PROBLEM = What is needed is a copy of each line in the listing below that contains "Presence".

_ _ _ _ _ _ _

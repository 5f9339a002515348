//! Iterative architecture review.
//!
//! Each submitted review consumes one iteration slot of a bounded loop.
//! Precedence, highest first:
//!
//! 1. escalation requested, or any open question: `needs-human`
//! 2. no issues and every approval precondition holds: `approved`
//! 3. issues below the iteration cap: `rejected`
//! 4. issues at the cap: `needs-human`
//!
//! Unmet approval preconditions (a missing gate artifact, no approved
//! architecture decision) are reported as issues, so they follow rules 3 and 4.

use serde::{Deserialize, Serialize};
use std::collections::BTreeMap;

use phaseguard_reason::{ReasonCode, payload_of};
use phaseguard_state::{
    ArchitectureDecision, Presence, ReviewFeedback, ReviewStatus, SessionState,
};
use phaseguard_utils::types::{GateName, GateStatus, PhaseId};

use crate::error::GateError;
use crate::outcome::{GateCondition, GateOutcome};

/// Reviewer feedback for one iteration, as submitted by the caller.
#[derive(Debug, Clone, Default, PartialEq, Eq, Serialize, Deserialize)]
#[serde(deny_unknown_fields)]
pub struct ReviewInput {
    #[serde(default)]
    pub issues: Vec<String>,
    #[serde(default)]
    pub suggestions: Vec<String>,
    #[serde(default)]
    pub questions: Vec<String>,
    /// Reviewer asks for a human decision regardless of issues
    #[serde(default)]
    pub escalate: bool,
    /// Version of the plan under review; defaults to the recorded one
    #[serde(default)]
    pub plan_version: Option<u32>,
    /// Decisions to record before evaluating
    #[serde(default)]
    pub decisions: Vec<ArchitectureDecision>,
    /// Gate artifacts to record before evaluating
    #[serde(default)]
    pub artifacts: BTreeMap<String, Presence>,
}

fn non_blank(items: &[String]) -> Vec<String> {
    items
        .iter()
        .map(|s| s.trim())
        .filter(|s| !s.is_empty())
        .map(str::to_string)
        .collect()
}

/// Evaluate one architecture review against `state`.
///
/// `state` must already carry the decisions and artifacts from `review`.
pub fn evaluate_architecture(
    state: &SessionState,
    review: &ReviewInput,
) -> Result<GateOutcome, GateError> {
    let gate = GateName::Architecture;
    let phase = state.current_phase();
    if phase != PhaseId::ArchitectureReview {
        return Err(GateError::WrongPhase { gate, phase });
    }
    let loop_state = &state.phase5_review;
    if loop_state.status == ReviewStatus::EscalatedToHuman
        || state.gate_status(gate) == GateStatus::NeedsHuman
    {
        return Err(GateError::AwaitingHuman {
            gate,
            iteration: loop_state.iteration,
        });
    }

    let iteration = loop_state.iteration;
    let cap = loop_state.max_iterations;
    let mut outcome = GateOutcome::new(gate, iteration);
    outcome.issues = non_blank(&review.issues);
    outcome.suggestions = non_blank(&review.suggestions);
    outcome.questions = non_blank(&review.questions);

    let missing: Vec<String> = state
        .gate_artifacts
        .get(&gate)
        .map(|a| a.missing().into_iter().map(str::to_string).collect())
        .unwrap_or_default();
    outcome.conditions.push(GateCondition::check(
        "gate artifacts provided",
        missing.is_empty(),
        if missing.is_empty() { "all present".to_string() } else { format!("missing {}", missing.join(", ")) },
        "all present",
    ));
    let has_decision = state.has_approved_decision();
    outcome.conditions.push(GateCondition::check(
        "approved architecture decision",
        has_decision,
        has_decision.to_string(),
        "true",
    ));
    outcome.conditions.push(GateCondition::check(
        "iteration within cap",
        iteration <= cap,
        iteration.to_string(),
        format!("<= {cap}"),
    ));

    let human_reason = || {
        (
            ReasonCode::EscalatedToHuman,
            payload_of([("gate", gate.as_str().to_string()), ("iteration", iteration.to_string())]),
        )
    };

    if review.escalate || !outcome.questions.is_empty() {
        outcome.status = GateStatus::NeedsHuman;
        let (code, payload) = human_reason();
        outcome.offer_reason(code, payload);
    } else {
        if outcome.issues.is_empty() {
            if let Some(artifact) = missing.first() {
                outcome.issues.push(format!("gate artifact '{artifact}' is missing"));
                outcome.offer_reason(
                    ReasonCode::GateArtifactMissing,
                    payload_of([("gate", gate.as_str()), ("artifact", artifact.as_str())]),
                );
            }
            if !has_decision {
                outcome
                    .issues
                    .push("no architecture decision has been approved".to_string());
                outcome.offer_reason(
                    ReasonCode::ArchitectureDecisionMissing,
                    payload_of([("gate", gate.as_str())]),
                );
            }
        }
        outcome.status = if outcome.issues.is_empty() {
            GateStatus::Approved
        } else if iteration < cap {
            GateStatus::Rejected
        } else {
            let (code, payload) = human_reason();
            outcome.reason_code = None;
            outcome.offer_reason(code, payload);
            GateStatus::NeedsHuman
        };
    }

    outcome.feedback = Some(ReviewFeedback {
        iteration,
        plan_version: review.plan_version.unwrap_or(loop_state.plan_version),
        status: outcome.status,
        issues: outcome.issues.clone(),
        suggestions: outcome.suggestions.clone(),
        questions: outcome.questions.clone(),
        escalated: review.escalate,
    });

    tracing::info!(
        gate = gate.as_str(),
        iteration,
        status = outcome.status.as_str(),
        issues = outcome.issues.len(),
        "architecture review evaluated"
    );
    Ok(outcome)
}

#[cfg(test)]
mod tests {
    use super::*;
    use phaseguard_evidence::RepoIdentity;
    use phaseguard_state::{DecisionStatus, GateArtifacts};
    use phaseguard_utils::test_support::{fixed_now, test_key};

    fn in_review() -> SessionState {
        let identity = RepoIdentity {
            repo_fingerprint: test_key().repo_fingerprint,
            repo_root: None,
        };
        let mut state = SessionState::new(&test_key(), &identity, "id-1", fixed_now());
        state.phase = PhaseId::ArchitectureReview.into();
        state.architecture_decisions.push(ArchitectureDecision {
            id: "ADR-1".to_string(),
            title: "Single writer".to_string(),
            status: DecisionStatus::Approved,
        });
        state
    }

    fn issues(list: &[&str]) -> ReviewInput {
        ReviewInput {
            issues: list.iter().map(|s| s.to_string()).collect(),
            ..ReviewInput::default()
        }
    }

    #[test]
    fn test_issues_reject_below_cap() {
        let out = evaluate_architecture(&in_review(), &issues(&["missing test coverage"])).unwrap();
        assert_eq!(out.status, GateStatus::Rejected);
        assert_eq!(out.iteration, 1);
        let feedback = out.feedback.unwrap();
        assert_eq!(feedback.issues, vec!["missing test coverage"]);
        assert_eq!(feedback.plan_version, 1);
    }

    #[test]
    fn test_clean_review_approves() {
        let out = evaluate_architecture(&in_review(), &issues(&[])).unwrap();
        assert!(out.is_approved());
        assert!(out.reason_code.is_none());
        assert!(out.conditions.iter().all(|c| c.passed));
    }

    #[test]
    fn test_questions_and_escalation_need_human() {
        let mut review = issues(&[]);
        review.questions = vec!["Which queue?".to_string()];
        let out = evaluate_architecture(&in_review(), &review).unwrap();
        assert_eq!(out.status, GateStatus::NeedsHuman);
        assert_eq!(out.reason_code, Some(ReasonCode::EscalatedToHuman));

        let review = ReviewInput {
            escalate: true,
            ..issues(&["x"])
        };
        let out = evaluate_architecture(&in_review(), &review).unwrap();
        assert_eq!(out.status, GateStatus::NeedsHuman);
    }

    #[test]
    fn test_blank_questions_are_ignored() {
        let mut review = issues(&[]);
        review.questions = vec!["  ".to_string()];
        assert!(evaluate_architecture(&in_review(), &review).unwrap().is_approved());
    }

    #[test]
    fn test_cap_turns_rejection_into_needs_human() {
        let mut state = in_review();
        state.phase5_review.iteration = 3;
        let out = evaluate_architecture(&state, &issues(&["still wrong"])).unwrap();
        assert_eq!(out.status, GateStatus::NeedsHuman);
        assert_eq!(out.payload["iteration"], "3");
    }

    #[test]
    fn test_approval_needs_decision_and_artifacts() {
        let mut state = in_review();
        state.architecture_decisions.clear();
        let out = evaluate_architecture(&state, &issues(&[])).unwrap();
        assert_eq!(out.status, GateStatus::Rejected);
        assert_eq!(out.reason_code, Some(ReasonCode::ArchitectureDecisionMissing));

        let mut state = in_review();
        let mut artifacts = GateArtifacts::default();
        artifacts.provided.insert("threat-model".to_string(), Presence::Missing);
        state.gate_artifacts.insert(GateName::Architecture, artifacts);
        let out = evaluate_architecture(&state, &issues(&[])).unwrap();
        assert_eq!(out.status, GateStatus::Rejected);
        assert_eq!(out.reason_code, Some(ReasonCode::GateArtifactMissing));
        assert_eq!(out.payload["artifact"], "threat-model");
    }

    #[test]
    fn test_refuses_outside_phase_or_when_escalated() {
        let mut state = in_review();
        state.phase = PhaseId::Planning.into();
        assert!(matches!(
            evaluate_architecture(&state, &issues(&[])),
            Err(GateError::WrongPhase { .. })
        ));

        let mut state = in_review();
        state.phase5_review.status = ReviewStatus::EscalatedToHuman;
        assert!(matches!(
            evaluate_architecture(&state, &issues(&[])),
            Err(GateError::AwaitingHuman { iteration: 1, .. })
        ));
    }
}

_ _ _ _ _ _ _

EXPECTED ANSWER =
    ArchitectureDecision, Presence, ReviewFeedback, ReviewStatus, SessionState,
    pub artifacts: BTreeMap<String, Presence>,
        artifacts.provided.insert("threat-model".to_string(), Presence::Missing);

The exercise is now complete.